Er schließt sich Stegosaurus, Ankylosaurus und anderen gepanzerten Dinosauriern in einer Gruppe namens Thyreophora an

Es sei auch überraschend, dass diese alte Linie der Thyreophorane bis in die späte Kreidezeit in Südamerika überlebt habe, fügten sie hinzu.

In der nördlichen Hemisphäre scheinen diese älteren Arten von Thyreophoranen größtenteils im mittleren Jura ausgestorben zu sein.

Doch auf dem südlichen Superkontinent Gondwana überlebten sie offenbar bis weit in die Kreidezeit hinein.

Einige spätere Thyreophorane überlebten länger – einschließlich Ankylosaurus, der vor 66 Millionen Jahren mit den anderen Nicht-Vogel-Dinosauriern ausstarb.

Eine Computersimulation von Gabriel Díaz Yantén, einem chilenischen Paläokünstler und Paläontologiestudenten an der Río Negro National University, hat die neue Art zum Leben erweckt.
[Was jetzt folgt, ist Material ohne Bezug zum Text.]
//! Common Test Utilities
//!
//! In-memory fakes for the connection pool and its transactions. They count
//! every begin, commit, rollback and query so tests can assert on the exact
//! transaction lifecycle without a database.

#![allow(dead_code)]

use std::sync::atomic::{AtomicUsize, Ordering};
use std::sync::{Arc, Mutex};

use async_trait::async_trait;
use sqlx::postgres::{PgQueryResult, PgRow};

use tx_manager::infrastructure::database::{
    decorator, ConnectionPool, DbTransaction, Decorator, Executor, PgQuery, TxOptions,
};
use tx_manager::TxError;

/// Ordered record of which executor layers a query passed through.
pub type Trail = Arc<Mutex<Vec<String>>>;

#[derive(Debug, Default)]
pub struct Counters {
    begins: AtomicUsize,
    commits: AtomicUsize,
    rollbacks: AtomicUsize,
    pool_queries: AtomicUsize,
    tx_queries: AtomicUsize,
}

impl Counters {
    pub fn begins(&self) -> usize {
        self.begins.load(Ordering::SeqCst)
    }

    pub fn commits(&self) -> usize {
        self.commits.load(Ordering::SeqCst)
    }

    pub fn rollbacks(&self) -> usize {
        self.rollbacks.load(Ordering::SeqCst)
    }

    pub fn pool_queries(&self) -> usize {
        self.pool_queries.load(Ordering::SeqCst)
    }

    pub fn tx_queries(&self) -> usize {
        self.tx_queries.load(Ordering::SeqCst)
    }
}

/// Failures the fake driver should report.
#[derive(Debug, Clone, Copy, Default)]
pub struct Behavior {
    pub fail_begin: bool,
    pub fail_commit: bool,
    pub fail_rollback: bool,
}

pub struct FakePool {
    pub counters: Arc<Counters>,
    behavior: Behavior,
    trail: Trail,
    last_options: Mutex<Option<TxOptions>>,
}

impl FakePool {
    pub fn new() -> Self {
        Self::with_behavior(Behavior::default())
    }

    pub fn with_behavior(behavior: Behavior) -> Self {
        Self {
            counters: Arc::new(Counters::default()),
            behavior,
            trail: Arc::new(Mutex::new(Vec::new())),
            last_options: Mutex::new(None),
        }
    }

    pub fn trail(&self) -> Vec<String> {
        self.trail.lock().unwrap().clone()
    }

    pub fn shared_trail(&self) -> Trail {
        self.trail.clone()
    }

    pub fn last_options(&self) -> Option<TxOptions> {
        *self.last_options.lock().unwrap()
    }
}

#[async_trait]
impl Executor for FakePool {
    async fn execute<'q>(&self, _: PgQuery<'q>) -> Result<PgQueryResult, TxError> {
        self.counters.pool_queries.fetch_add(1, Ordering::SeqCst);
        self.trail.lock().unwrap().push("pool".into());
        Ok(PgQueryResult::default())
    }

    async fn fetch_all<'q>(&self, _: PgQuery<'q>) -> Result<Vec<PgRow>, TxError> {
        self.counters.pool_queries.fetch_add(1, Ordering::SeqCst);
        self.trail.lock().unwrap().push("pool".into());
        Ok(Vec::new())
    }

    async fn fetch_optional<'q>(&self, _: PgQuery<'q>) -> Result<Option<PgRow>, TxError> {
        self.counters.pool_queries.fetch_add(1, Ordering::SeqCst);
        self.trail.lock().unwrap().push("pool".into());
        Ok(None)
    }

    fn in_transaction(&self) -> bool {
        false
    }
}

#[async_trait]
impl ConnectionPool for FakePool {
    async fn begin(&self, opts: &TxOptions) -> Result<Box<dyn DbTransaction>, sqlx::Error> {
        *self.last_options.lock().unwrap() = Some(*opts);
        if self.behavior.fail_begin {
            return Err(sqlx::Error::PoolTimedOut);
        }

        self.counters.begins.fetch_add(1, Ordering::SeqCst);
        Ok(Box::new(FakeTx {
            counters: self.counters.clone(),
            behavior: self.behavior,
            trail: self.trail.clone(),
        }))
    }

    async fn ping(&self) -> Result<(), sqlx::Error> {
        Ok(())
    }

    async fn close(&self) {}
}

pub struct FakeTx {
    counters: Arc<Counters>,
    behavior: Behavior,
    trail: Trail,
}

impl FakeTx {
    fn record_query(&self) {
        self.counters.tx_queries.fetch_add(1, Ordering::SeqCst);
        self.trail.lock().unwrap().push("tx".into());
    }
}

#[async_trait]
impl DbTransaction for FakeTx {
    async fn execute<'q>(&mut self, _: PgQuery<'q>) -> Result<PgQueryResult, sqlx::Error> {
        self.record_query();
        Ok(PgQueryResult::default())
    }

    async fn fetch_all<'q>(&mut self, _: PgQuery<'q>) -> Result<Vec<PgRow>, sqlx::Error> {
        self.record_query();
        Ok(Vec::new())
    }

    async fn fetch_optional<'q>(
        &mut self,
        _: PgQuery<'q>,
    ) -> Result<Option<PgRow>, sqlx::Error> {
        self.record_query();
        Ok(None)
    }

    async fn commit(&mut self) -> Result<(), sqlx::Error> {
        self.counters.commits.fetch_add(1, Ordering::SeqCst);
        if self.behavior.fail_commit {
            return Err(sqlx::Error::Protocol("commit refused".into()));
        }
        Ok(())
    }

    async fn rollback(&mut self) -> Result<(), sqlx::Error> {
        self.counters.rollbacks.fetch_add(1, Ordering::SeqCst);
        if self.behavior.fail_rollback {
            return Err(sqlx::Error::Protocol("rollback refused".into()));
        }
        Ok(())
    }
}

/// Executor wrapper that appends its label to the trail before delegating.
pub struct Labeled {
    label: &'static str,
    trail: Trail,
    inner: Arc<dyn Executor>,
}

#[async_trait]
impl Executor for Labeled {
    async fn execute<'q>(&self, query: PgQuery<'q>) -> Result<PgQueryResult, TxError> {
        self.trail.lock().unwrap().push(self.label.into());
        self.inner.execute(query).await
    }

    async fn fetch_all<'q>(&self, query: PgQuery<'q>) -> Result<Vec<PgRow>, TxError> {
        self.trail.lock().unwrap().push(self.label.into());
        self.inner.fetch_all(query).await
    }

    async fn fetch_optional<'q>(&self, query: PgQuery<'q>) -> Result<Option<PgRow>, TxError> {
        self.trail.lock().unwrap().push(self.label.into());
        self.inner.fetch_optional(query).await
    }

    fn in_transaction(&self) -> bool {
        self.inner.in_transaction()
    }
}

pub fn labeled(label: &'static str, trail: Trail) -> Decorator {
    decorator(move |inner| {
        Arc::new(Labeled {
            label,
            trail: trail.clone(),
            inner,
        })
    })
}

/// Error type of a service built on top of the manager.
#[derive(Debug, thiserror::Error)]
pub enum ServiceError {
    #[error("insufficient funds")]
    InsufficientFunds,

    #[error(transparent)]
    Tx(#[from] TxError),
}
Es zeigt, wie es ausgesehen haben könnte, als es auf der Erde wandelte.

Die Entdeckung wurde in einem Journal namens enthüllt Wissenschaftliche Berichte.
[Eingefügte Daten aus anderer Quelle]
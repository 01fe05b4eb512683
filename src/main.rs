//! # Tx Manager
//!
//! Bootstraps the database stack and checks it end to end:
//! - Tracing/logging subsystem
//! - Configuration loading
//! - Database connection pool and migrations
//! - A round-trip transaction through the manager

use anyhow::Result;
use tracing::info;

use tx_manager::config::Settings;
use tx_manager::startup::Application;
use tx_manager::telemetry::{self, LogFormat};

#[tokio::main]
async fn main() -> Result<()> {
    // Initialize tracing subscriber for structured logging
    telemetry::init_tracing(LogFormat::from_env());

    // Load configuration from environment and config files
    let settings = Settings::load()?;
    info!(
        host = %settings.database.host,
        database = %settings.database.database_name,
        environment = %settings.environment,
        "Configuration loaded"
    );

    let application = Application::build(settings).await?;
    application.verify().await?;
    info!("Database round trip succeeded");

    application.shutdown().await;
    Ok(())
}
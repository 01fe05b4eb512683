//! Concurrency Tests
//!
//! Independent scopes running in parallel must each get their own
//! transaction and never observe another task's.

use std::collections::HashSet;
use std::sync::{Arc, Mutex};

use pretty_assertions::assert_eq;
use tx_manager::{Scope, TxError, TxManager};

use crate::common::FakePool;

const TASKS: usize = 10;
const RUNS_PER_TASK: usize = 100;

#[tokio::test(flavor = "multi_thread", worker_threads = 4)]
async fn test_parallel_runs_are_isolated() {
    let pool = Arc::new(FakePool::new());
    let manager = Arc::new(TxManager::new(pool.clone(), Vec::new()));
    let seen = Arc::new(Mutex::new(HashSet::new()));

    let mut handles = Vec::with_capacity(TASKS);
    for _ in 0..TASKS {
        let manager = manager.clone();
        let seen = seen.clone();

        handles.push(tokio::spawn(async move {
            let root = Scope::new();
            for _ in 0..RUNS_PER_TASK {
                let inner_manager = manager.clone();
                let seen = seen.clone();
                manager
                    .run(&root, |scope| async move {
                        let id = scope.tx()?.id();
                        assert!(seen.lock().unwrap().insert(id), "transaction reused");

                        let conn = inner_manager.conn(&scope);
                        assert!(conn.in_transaction());
                        conn.execute(sqlx::query("INSERT INTO events DEFAULT VALUES"))
                            .await?;
                        tokio::task::yield_now().await;

                        // Still the same transaction after yielding to other tasks.
                        assert_eq!(scope.tx()?.id(), id);
                        Ok::<_, TxError>(())
                    })
                    .await
                    .unwrap();
                assert!(!root.has_tx());
            }
        }));
    }

    for handle in handles {
        handle.await.unwrap();
    }

    let total = TASKS * RUNS_PER_TASK;
    assert_eq!(pool.counters.begins(), total);
    assert_eq!(pool.counters.commits(), total);
    assert_eq!(pool.counters.rollbacks(), 0);
    assert_eq!(pool.counters.tx_queries(), total);
    assert_eq!(pool.counters.pool_queries(), 0);
    assert_eq!(seen.lock().unwrap().len(), total);
}

#[tokio::test(flavor = "multi_thread", worker_threads = 4)]
async fn test_failures_in_one_task_do_not_affect_others() {
    let pool = Arc::new(FakePool::new());
    let manager = Arc::new(TxManager::new(pool.clone(), Vec::new()));

    let mut handles = Vec::new();
    for task in 0..TASKS {
        let manager = manager.clone();
        handles.push(tokio::spawn(async move {
            manager
                .run(&Scope::new(), |_| async move {
                    tokio::task::yield_now().await;
                    if task % 2 == 0 {
                        Err(TxError::NotFound)
                    } else {
                        Ok(())
                    }
                })
                .await
        }));
    }

    let mut failed = 0;
    for handle in handles {
        if handle.await.unwrap().is_err() {
            failed += 1;
        }
    }

    assert_eq!(failed, TASKS / 2);
    assert_eq!(pool.counters.commits(), TASKS / 2);
    assert_eq!(pool.counters.rollbacks(), TASKS / 2);
}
DIE DINOSAURIER TÖTEN: WIE EIN STADTGROßER ASTEROID 75 PROZENT ALLER TIER- UND PFLANZENARTEN AUSRÖSCHTE

Vor rund 66 Millionen Jahren wurden Nicht-Vogel-Dinosaurier ausgerottet und mehr als die Hälfte der Arten der Welt ausgelöscht.
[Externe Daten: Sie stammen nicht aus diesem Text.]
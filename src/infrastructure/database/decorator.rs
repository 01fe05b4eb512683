//! Executor decorators.
//!
//! A [`Decorator`] wraps an executor to add cross-cutting behavior such as
//! logging or metrics. Decorators must keep the query contract intact: no
//! rewriting, no retries.

use std::sync::Arc;
use std::time::Instant;

use async_trait::async_trait;
use sqlx::postgres::{PgQueryResult, PgRow};
use sqlx::Execute;
use tracing::Instrument;

use super::executor::{Executor, PgQuery};
use crate::infrastructure::metrics;
use crate::shared::error::TxError;

/// Transform applied to every executor resolved by the manager.
pub type Decorator = Arc<dyn Fn(Arc<dyn Executor>) -> Arc<dyn Executor> + Send + Sync>;

/// Box a closure as a [`Decorator`].
pub fn decorator<F>(f: F) -> Decorator
where
    F: Fn(Arc<dyn Executor>) -> Arc<dyn Executor> + Send + Sync + 'static,
{
    Arc::new(f)
}

/// Left fold: the first decorator wraps the base executor, the last one is outermost.
pub(crate) fn apply(decorators: &[Decorator], base: Arc<dyn Executor>) -> Arc<dyn Executor> {
    decorators
        .iter()
        .fold(base, |executor, decorate| decorate(executor))
}

fn mode(executor: &dyn Executor) -> &'static str {
    if executor.in_transaction() {
        "tx"
    } else {
        "pool"
    }
}

/// Logs every query in a `debug` span and reports failures.
pub struct TracedExecutor {
    inner: Arc<dyn Executor>,
}

impl TracedExecutor {
    pub fn new(inner: Arc<dyn Executor>) -> Self {
        Self { inner }
    }

    fn span(&self, operation: &'static str, sql: &str) -> tracing::Span {
        tracing::debug_span!(
            "db.query",
            operation,
            mode = mode(self.inner.as_ref()),
            sql = %sql,
        )
    }
}

fn log_failure<T>(result: Result<T, TxError>) -> Result<T, TxError> {
    if let Err(e) = &result {
        tracing::warn!(error = %e, "Query failed");
    }
    result
}

#[async_trait]
impl Executor for TracedExecutor {
    async fn execute<'q>(&self, query: PgQuery<'q>) -> Result<PgQueryResult, TxError> {
        let span = self.span("execute", query.sql());
        log_failure(self.inner.execute(query).instrument(span).await)
    }

    async fn fetch_all<'q>(&self, query: PgQuery<'q>) -> Result<Vec<PgRow>, TxError> {
        let span = self.span("fetch_all", query.sql());
        log_failure(self.inner.fetch_all(query).instrument(span).await)
    }

    async fn fetch_optional<'q>(&self, query: PgQuery<'q>) -> Result<Option<PgRow>, TxError> {
        let span = self.span("fetch_optional", query.sql());
        log_failure(self.inner.fetch_optional(query).instrument(span).await)
    }

    fn in_transaction(&self) -> bool {
        self.inner.in_transaction()
    }
}

/// Records query latency in `tx_manager_query_duration_seconds`.
pub struct MeteredExecutor {
    inner: Arc<dyn Executor>,
}

impl MeteredExecutor {
    pub fn new(inner: Arc<dyn Executor>) -> Self {
        Self { inner }
    }

    fn record(&self, operation: &str, started: Instant) {
        metrics::record_query(
            operation,
            mode(self.inner.as_ref()),
            started.elapsed().as_secs_f64(),
        );
    }
}

#[async_trait]
impl Executor for MeteredExecutor {
    async fn execute<'q>(&self, query: PgQuery<'q>) -> Result<PgQueryResult, TxError> {
        let started = Instant::now();
        let result = self.inner.execute(query).await;
        self.record("execute", started);
        result
    }

    async fn fetch_all<'q>(&self, query: PgQuery<'q>) -> Result<Vec<PgRow>, TxError> {
        let started = Instant::now();
        let result = self.inner.fetch_all(query).await;
        self.record("fetch_all", started);
        result
    }

    async fn fetch_optional<'q>(&self, query: PgQuery<'q>) -> Result<Option<PgRow>, TxError> {
        let started = Instant::now();
        let result = self.inner.fetch_optional(query).await;
        self.record("fetch_optional", started);
        result
    }

    fn in_transaction(&self) -> bool {
        self.inner.in_transaction()
    }
}

pub fn tracing_decorator() -> Decorator {
    decorator(|inner| Arc::new(TracedExecutor::new(inner)))
}

pub fn metrics_decorator() -> Decorator {
    decorator(|inner| Arc::new(MeteredExecutor::new(inner)))
}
Dieses Massensterben ebnete den Weg für den Aufstieg der Säugetiere und das Erscheinen des Menschen.

Der Asteroid Chicxulub wird oft als mögliche Ursache für das Aussterben der Kreidezeit und des Paläogens angeführt.

Der Asteroid stürzte in ein seichtes Meer im heutigen Golf von Mexiko.

Die Kollision löste eine riesige Staub- und Rußwolke aus, die den globalen Klimawandel auslöste und 75 Prozent aller Tier- und Pflanzenarten auslöschte.

Forscher behaupten, dass der für eine solche globale Katastrophe notwendige Ruß nur durch einen direkten Einschlag auf Felsen in seichten Gewässern rund um Mexiko entstanden sein könnte, die besonders reich an Kohlenwasserstoffen sind.

Experten glauben, dass innerhalb von 10 Stunden nach dem Aufprall ein massiver Tsunami die Golfküste durchbohrte.

Vor rund 66 Millionen Jahren wurden Nicht-Vogel-Dinosaurier ausgerottet und mehr als die Hälfte der Arten der Welt ausgelöscht.  Der Chicxulub-Asteroid wird oft als mögliche Ursache für das Aussterben der Kreidezeit und des Paläogens angeführt (Archivbild)

Vor rund 66 Millionen Jahren wurden Nicht-Vogel-Dinosaurier ausgerottet und mehr als die Hälfte der Arten der Welt ausgelöscht.  Der Chicxulub-Asteroid wird oft als mögliche Ursache für das Aussterben der Kreidezeit und des Paläogens angeführt (Archivbild)

Vor rund 66 Millionen Jahren wurden Nicht-Vogel-Dinosaurier ausgerottet und mehr als die Hälfte der Arten der Welt ausgelöscht. Der Chicxulub-Asteroid wird oft als mögliche Ursache für das Aussterben der Kreidezeit und des Paläogens angeführt (Archivbild)

Dies verursachte Erdbeben und Erdrutsche in Gebieten bis nach Argentinien.

Bei der Untersuchung des Ereignisses fanden die Forscher kleine Gesteinspartikel und andere Trümmer, die beim Absturz des Asteroiden in die Luft geschossen wurden.

Diese kleinen Partikel, die als Kügelchen bezeichnet werden, bedeckten den Planeten mit einer dicken Rußschicht.

Experten erklären, dass der Verlust des Sonnenlichts zu einem vollständigen Zusammenbruch des aquatischen Systems führte.

Denn die Phytoplanktonbasis fast aller aquatischen Nahrungsketten wäre eliminiert worden.

Es wird angenommen, dass die mehr als 180 Millionen Jahre der Evolution, die die Welt bis zur Kreidezeit brachten, in weniger als der Lebenszeit eines Tyrannosaurus rex zerstört wurden, die etwa 20 bis 30 Jahre beträgt.